__EXERCISE DIRECTIONS__
In the entries below, find the line with "pub fn contains(&self, name: &str)" and the line with "pub fn object(&self, name: &str)". Reproduce those two lines and every line between them exactly, and nothing more.

__DATA FOR REVIEW__
* * *

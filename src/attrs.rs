//! Frozen, schema-conformant attribute records.

use indexmap::IndexMap;
use serde::Serialize;
use serde_json::{Map, Value};

/// Working record threaded through whole-record validators.
///
/// Holds only attributes that resolved to a value; unset optionals are absent
/// rather than `null`.
#[derive(Debug, Clone, Default, PartialEq)]
pub struct Record {
    values: IndexMap<String, Value>,
}

impl Record {
    pub fn new() -> Self {
        Self::default()
    }

    pub fn get(&self, name: &str) -> Option<&Value> {
        self.values.get(name).filter(|v| !v.is_null())
    }

    /// Present and not `null`.
    pub fn is_set(&self, name: &str) -> bool {
        self.get(name).is_some()
    }

    pub fn insert(&mut self, name: impl Into<String>, value: Value) -> Option<Value> {
        self.values.insert(name.into(), value)
    }

    pub fn remove(&mut self, name: &str) -> Option<Value> {
        self.values.shift_remove(name)
    }

    pub fn iter(&self) -> impl Iterator<Item = (&String, &Value)> {
        self.values.iter()
    }

    pub fn into_map(self) -> Map<String, Value> {
        self.values.into_iter().collect()
    }
}

/// Source of named field values for block synthesis and computed properties.
///
/// Implemented by the top-level record and by the plain JSON objects found
/// inside nested and repeated attributes.
pub trait FieldSource {
    fn field(&self, name: &str) -> Option<&Value>;

    fn derived(&self, _name: &str) -> Option<&Value> {
        None
    }
}

impl FieldSource for Map<String, Value> {
    fn field(&self, name: &str) -> Option<&Value> {
        self.get(name)
    }
}

/// Immutable materialization of one resource's inputs.
#[derive(Debug, Clone, Default, PartialEq, Serialize)]
pub struct ValidatedAttributes {
    values: IndexMap<String, Value>,
    #[serde(skip_serializing_if = "IndexMap::is_empty")]
    derived: IndexMap<String, Value>,
}

impl ValidatedAttributes {
    pub(crate) fn freeze(record: Record) -> Self {
        Self { values: record.values, derived: IndexMap::new() }
    }

    pub(crate) fn with_derived(mut self, name: impl Into<String>, value: Value) -> Self {
        self.derived.insert(name.into(), value);
        self
    }

    pub fn get(&self, name: &str) -> Option<&Value> {
        self.values.get(name).filter(|v| !v.is_null())
    }

    pub fn contains(&self, name: &str) -> bool {
        self.get(name).is_some()
    }

    pub fn str(&self, name: &str) -> Option<&str> {
        self.get(name).and_then(Value::as_str)
    }

    pub fn i64(&self, name: &str) -> Option<i64> {
        self.get(name).and_then(Value::as_i64)
    }

    pub fn bool(&self, name: &str) -> Option<bool> {
        self.get(name).and_then(Value::as_bool)
    }

    pub fn array(&self, name: &str) -> &[Value] {
        self.get(name).and_then(Value::as_array).map(Vec::as_slice).unwrap_or(&[])
    }

    pub fn object(&self, name: &str) -> Option<&Map<String, Value>> {
        self.get(name).and_then(Value::as_object)
    }

    pub fn derived_value(&self, name: &str) -> Option<&Value> {
        self.derived.get(name)
    }

    pub fn values(&self) -> impl Iterator<Item = (&String, &Value)> {
        self.values.iter()
    }

    pub fn derived_values(&self) -> impl Iterator<Item = (&String, &Value)> {
        self.derived.iter()
    }
}

impl FieldSource for ValidatedAttributes {
    fn field(&self, name: &str) -> Option<&Value> {
        self.get(name)
    }

    fn derived(&self, name: &str) -> Option<&Value> {
        self.derived_value(name)
    }
}
//! Runs every `fixtures/*.json` declaration document through the sample
//! catalog and compares the result with the sibling `*.expected.json`.
//!
//! An expected file is either the full manifest document or
//! `{"error": "<message>"}` for a batch that must fail.
use std::path::{Path, PathBuf};
use std::process::ExitCode;

use colored::Colorize;
use serde_json::Value;

use resource_synth::catalog;
use resource_synth::declaration::parse_document;
use resource_synth::SessionConfig;

const EXPECTED_SUFFIX: &str = ".expected.json";

fn main() -> ExitCode {
    let pattern = std::env::args()
        .nth(1)
        .unwrap_or_else(|| concat!(env!("CARGO_MANIFEST_DIR"), "/../fixtures/*.json").to_string());

    let fixtures = match collect_fixtures(&pattern) {
        Ok(xs) => xs,
        Err(error) => {
            eprintln!("{} {error}", "error:".red().bold());
            return ExitCode::FAILURE;
        }
    };

    let mut failed = 0usize;
    for fixture in &fixtures {
        let label = fixture
            .file_name()
            .map(|n| n.to_string_lossy().to_string())
            .unwrap_or_default();
        match run_fixture(fixture) {
            Ok(()) => eprintln!("{} {label}", "✅ pass".green()),
            Err(reason) => {
                failed += 1;
                eprintln!("{} {label}\n{reason}", "❌ fail".red());
            }
        }
    }

    eprintln!("—— {} fixtures, {} failed ——", fixtures.len(), failed);
    if failed == 0 { ExitCode::SUCCESS } else { ExitCode::FAILURE }
}

fn collect_fixtures(pattern: &str) -> Result<Vec<PathBuf>, String> {
    let entries = glob::glob(pattern).map_err(|e| format!("bad fixture pattern {pattern}: {e}"))?;
    let mut out = Vec::new();
    for entry in entries {
        let path = entry.map_err(|e| e.to_string())?;
        if !path.to_string_lossy().ends_with(EXPECTED_SUFFIX) {
            out.push(path);
        }
    }
    out.sort();
    Ok(out)
}

fn expected_path(fixture: &Path) -> PathBuf {
    let stem = fixture.file_stem().map(|s| s.to_string_lossy().to_string()).unwrap_or_default();
    fixture.with_file_name(format!("{stem}{EXPECTED_SUFFIX}"))
}

fn read_json(path: &Path) -> Result<Value, String> {
    let source = std::fs::read_to_string(path)
        .map_err(|e| format!("failed to read {}: {e}", path.display()))?;
    serde_json::from_str(&source).map_err(|e| format!("failed to parse {}: {e}", path.display()))
}

fn run_fixture(fixture: &Path) -> Result<(), String> {
    let expected = read_json(&expected_path(fixture))?;
    let declarations = parse_document(read_json(fixture)?).map_err(|e| e.to_string())?;

    // both execution modes must agree with the expectation
    for parallel in [false, true] {
        let session = catalog::session(SessionConfig { parallel, ..SessionConfig::default() });
        let actual = match session.declare_all(&declarations) {
            Ok(_) => session.document(),
            Err(error) => serde_json::json!({ "error": error.to_string() }),
        };
        if actual != expected {
            let pretty = |v: &Value| serde_json::to_string_pretty(v).unwrap_or_default();
            return Err(format!(
                "  mode: {}\n  expected:\n{}\n  actual:\n{}",
                if parallel { "parallel" } else { "sequential" },
                pretty(&expected),
                pretty(&actual),
            ));
        }
    }
    Ok(())
}
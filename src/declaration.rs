//! Host-side resource declarations.
//!
//! A declaration document is either `{"resources": [...]}` or a bare array of
//! declarations; NDJSON input carries one declaration per line.

use serde::{Deserialize, Serialize};
use serde_json::{Map, Value};

use crate::error::{SynthError, SynthResult};
use crate::path_de::{from_str_with_path, from_value_with_path};

#[derive(Debug, Clone, PartialEq, Serialize, Deserialize)]
pub struct Declaration {
    pub kind: String,
    pub name: String,
    #[serde(default)]
    pub attributes: Map<String, Value>,
}

impl Declaration {
    pub fn new(
        kind: impl Into<String>,
        name: impl Into<String>,
        attributes: Map<String, Value>,
    ) -> Self {
        Self { kind: kind.into(), name: name.into(), attributes }
    }
}

#[derive(Debug, Clone, Deserialize)]
struct Wrapped {
    resources: Vec<Declaration>,
}

/// Parse a whole declaration document.
pub fn parse_document(value: Value) -> SynthResult<Vec<Declaration>> {
    // pick the shape up front; untagged enums would lose the failing path
    if value.is_array() {
        from_value_with_path::<Vec<Declaration>>(value)
    } else {
        from_value_with_path::<Wrapped>(value).map(|doc| doc.resources)
    }
}

/// Parse a whole declaration document from source text.
pub fn parse_document_str(src: &str, pointer: Option<&str>) -> SynthResult<Vec<Declaration>> {
    let value = from_str_with_path::<Value>(src)?;
    parse_document(select(value, pointer)?)
}

/// Parse newline-delimited declarations, skipping blank lines.
///
/// With a `pointer`, each line's declaration is the node it selects. Errors
/// carry the 1-based line number.
pub fn parse_ndjson(src: &str, pointer: Option<&str>) -> SynthResult<Vec<Declaration>> {
    src.lines()
        .enumerate()
        .filter(|(_, line)| !line.trim().is_empty())
        .map(|(index, line)| {
            from_str_with_path::<Value>(line)
                .and_then(|value| select(value, pointer))
                .and_then(from_value_with_path::<Declaration>)
                .map_err(|error| SynthError::Line { line: index + 1, error: Box::new(error) })
        })
        .collect()
}

/// The node `pointer` selects (RFC 6901), or the whole value without one.
pub fn select(value: Value, pointer: Option<&str>) -> SynthResult<Value> {
    let Some(pointer) = pointer else {
        return Ok(value);
    };
    value.pointer(pointer).cloned().ok_or_else(|| SynthError::Document {
        path: pointer.to_string(),
        message: "json pointer selects nothing".to_string(),
    })
}

#[cfg(test)]
mod tests {
    use super::*;
    use serde_json::json;

    #[test]
    fn wrapped_and_bare_documents() {
        let wrapped = json!({"resources": [{"kind": "k", "name": "a", "attributes": {"x": 1}}]});
        let bare = json!([{"kind": "k", "name": "a", "attributes": {"x": 1}}]);
        assert_eq!(parse_document(wrapped).unwrap(), parse_document(bare).unwrap());
    }

    #[test]
    fn attributes_default_to_empty() {
        let decls = parse_document(json!([{"kind": "k", "name": "a"}])).unwrap();
        assert!(decls[0].attributes.is_empty());
    }

    #[test]
    fn errors_carry_the_json_path() {
        let doc = json!([{"kind": "k", "name": "a"}, {"kind": "k", "name": 3}]);
        let err = parse_document(doc).unwrap_err();
        match err {
            SynthError::Document { path, .. } => assert_eq!(path, "[1].name"),
            other => panic!("unexpected error: {other}"),
        }

        let err = parse_document(json!({"resources": [{"kind": "k"}]})).unwrap_err();
        assert!(matches!(
            err,
            SynthError::Document { ref path, .. } if path.starts_with("resources[0]")
        ));
    }

    #[test]
    fn ndjson_lines() {
        let src = "{\"kind\":\"k\",\"name\":\"a\"}\n\n{\"kind\":\"k\",\"name\":\"b\"}\n";
        let decls = parse_ndjson(src, None).unwrap();
        assert_eq!(decls.iter().map(|d| d.name.as_str()).collect::<Vec<_>>(), ["a", "b"]);
    }

    #[test]
    fn ndjson_errors_carry_the_line() {
        let src = "{\"kind\":\"k\",\"name\":\"a\"}\n\n{\"kind\":\"k\"}\n";
        match parse_ndjson(src, None).unwrap_err() {
            SynthError::Line { line, error } => {
                assert_eq!(line, 3);
                assert!(matches!(*error, SynthError::Document { .. }));
            }
            other => panic!("unexpected error: {other}"),
        }
    }

    #[test]
    fn pointers_select_the_declarations() {
        let doc = r#"{"stack": {"resources": [{"kind": "k", "name": "a"}]}}"#;
        assert_eq!(parse_document_str(doc, Some("/stack")).unwrap().len(), 1);
        assert!(matches!(
            parse_document_str(doc, Some("/missing")),
            Err(SynthError::Document { ref path, .. }) if path == "/missing"
        ));

        let lines = "{\"event\": {\"kind\": \"k\", \"name\": \"a\"}}\n";
        assert_eq!(parse_ndjson(lines, Some("/event")).unwrap()[0].name, "a");
    }
}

* * *

__WRITTEN RESPONSE__
    pub fn contains(&self, name: &str) -> bool {
        self.get(name).is_some()
    }

    pub fn str(&self, name: &str) -> Option<&str> {
        self.get(name).and_then(Value::as_str)
    }

    pub fn i64(&self, name: &str) -> Option<i64> {
        self.get(name).and_then(Value::as_i64)
    }

    pub fn bool(&self, name: &str) -> Option<bool> {
        self.get(name).and_then(Value::as_bool)
    }

    pub fn array(&self, name: &str) -> &[Value] {
        self.get(name).and_then(Value::as_array).map(Vec::as_slice).unwrap_or(&[])
    }

    pub fn object(&self, name: &str) -> Option<&Map<String, Value>> {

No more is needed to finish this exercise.